American baseball player (1862–1899)

John T. Ward (1862 - August 2, 1899) was an American baseball pitcher.

Born in 1862 at East St. Louis, Illinois, Ward was a stockyard worker and played for the independent Bellville Nationals, where he had a "splendid record" at pitcher. He played one game in Major League Baseball for the 1885 Providence Grays on September 19 of that year. Ward's appearance resulted from a sore arm to the scheduled Providence pitcher, Dupee Shaw. The game was played in St. Louis, and Ward, a local man, was given a trial. Ward pitched a complete game, giving up seven runs (only two of which were earned), 10 hits, one base on balls, and 13 total bases. When he struck out two batters in the fifth inning, a contingent in the crowd from East St. Louis applauded vigorously. The St. Louis Globe-Democrat described his pitching as "very steady" and noted that his pitching was "better than the support", as the team gave up five unearned runs.

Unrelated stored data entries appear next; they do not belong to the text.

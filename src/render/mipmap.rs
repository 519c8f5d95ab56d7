use super::shader::BLIT_SHADER;
use super::targets::CAPTURE_FORMAT;
use super::{sampler_entry, texture_entry};

/// Fills mip levels 1.. of color textures by repeatedly halving the level above.
pub(crate) struct MipGenerator {
    pipeline: wgpu::RenderPipeline,
    layout: wgpu::BindGroupLayout,
    sampler: wgpu::Sampler,
}

impl MipGenerator {
    pub fn new(device: &wgpu::Device) -> Self {
        let shader = device.create_shader_module(wgpu::ShaderModuleDescriptor {
            label: Some("blit-shader"),
            source: wgpu::ShaderSource::Wgsl(BLIT_SHADER.into()),
        });
        let layout = device.create_bind_group_layout(&wgpu::BindGroupLayoutDescriptor {
            label: Some("blit-bind-layout"),
            entries: &[
                texture_entry(
                    0,
                    wgpu::TextureSampleType::Float { filterable: true },
                    wgpu::TextureViewDimension::D2,
                ),
                sampler_entry(1, wgpu::SamplerBindingType::Filtering),
            ],
        });
        let pipeline_layout = device.create_pipeline_layout(&wgpu::PipelineLayoutDescriptor {
            label: Some("blit-pipeline-layout"),
            bind_group_layouts: &[&layout],
            push_constant_ranges: &[],
        });
        let pipeline = device.create_render_pipeline(&wgpu::RenderPipelineDescriptor {
            label: Some("blit-pipeline"),
            layout: Some(&pipeline_layout),
            vertex: wgpu::VertexState {
                module: &shader,
                entry_point: "vs_blit",
                buffers: &[],
            },
            primitive: wgpu::PrimitiveState {
                topology: wgpu::PrimitiveTopology::TriangleList,
                ..Default::default()
            },
            depth_stencil: None,
            multisample: wgpu::MultisampleState::default(),
            fragment: Some(wgpu::FragmentState {
                module: &shader,
                entry_point: "fs_blit",
                targets: &[Some(wgpu::ColorTargetState {
                    format: CAPTURE_FORMAT,
                    blend: None,
                    write_mask: wgpu::ColorWrites::ALL,
                })],
            }),
            multiview: None,
        });
        let sampler = device.create_sampler(&wgpu::SamplerDescriptor {
            label: Some("blit-sampler"),
            address_mode_u: wgpu::AddressMode::ClampToEdge,
            address_mode_v: wgpu::AddressMode::ClampToEdge,
            address_mode_w: wgpu::AddressMode::ClampToEdge,
            mag_filter: wgpu::FilterMode::Linear,
            min_filter: wgpu::FilterMode::Linear,
            mipmap_filter: wgpu::FilterMode::Nearest,
            ..Default::default()
        });
        Self {
            pipeline,
            layout,
            sampler,
        }
    }

    /// Encodes one downsample pass per level and array layer.
    ///
    /// `texture` must be [`CAPTURE_FORMAT`] with `RENDER_ATTACHMENT` and
    /// `TEXTURE_BINDING` usage, and its level 0 must already be written.
    pub fn generate(
        &self,
        device: &wgpu::Device,
        encoder: &mut wgpu::CommandEncoder,
        texture: &wgpu::Texture,
    ) {
        let levels = texture.mip_level_count();
        if levels < 2 {
            return;
        }
        for layer in 0..texture.depth_or_array_layers() {
            let views: Vec<wgpu::TextureView> = (0..levels)
                .map(|level| level_view(texture, layer, level))
                .collect();
            for pair in views.windows(2) {
                let group = device.create_bind_group(&wgpu::BindGroupDescriptor {
                    label: Some("blit-bind-group"),
                    layout: &self.layout,
                    entries: &[
                        wgpu::BindGroupEntry {
                            binding: 0,
                            resource: wgpu::BindingResource::TextureView(&pair[0]),
                        },
                        wgpu::BindGroupEntry {
                            binding: 1,
                            resource: wgpu::BindingResource::Sampler(&self.sampler),
                        },
                    ],
                });
                let mut pass = encoder.begin_render_pass(&wgpu::RenderPassDescriptor {
                    label: Some("mip-pass"),
                    color_attachments: &[Some(wgpu::RenderPassColorAttachment {
                        view: &pair[1],
                        resolve_target: None,
                        ops: wgpu::Operations {
                            load: wgpu::LoadOp::Clear(wgpu::Color::BLACK),
                            store: wgpu::StoreOp::Store,
                        },
                    })],
                    depth_stencil_attachment: None,
                    timestamp_writes: None,
                    occlusion_query_set: None,
                });
                pass.set_pipeline(&self.pipeline);
                pass.set_bind_group(0, &group, &[]);
                pass.draw(0..3, 0..1);
            }
        }
    }
}

fn level_view(texture: &wgpu::Texture, layer: u32, level: u32) -> wgpu::TextureView {
    texture.create_view(&wgpu::TextureViewDescriptor {
        label: Some("mip-level"),
        dimension: Some(wgpu::TextureViewDimension::D2),
        base_mip_level: level,
        mip_level_count: Some(1),
        base_array_layer: layer,
        array_layer_count: Some(1),
        ..Default::default()
    })
}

Ward returned to the Nationals in 1886. By 1895, although retired by that time, he was still known locally as "the old favorite pitcher of the old Nationals."

Ward later worked for several years as the head office man at Cassidy Brothers, a livestock company in Kansas City, Missouri. He was married to Nellie Sullivan, and they had one child. He contracted consumption and died from that disease in 1899 at age 37 at his father-in-law's home in East St. Louis.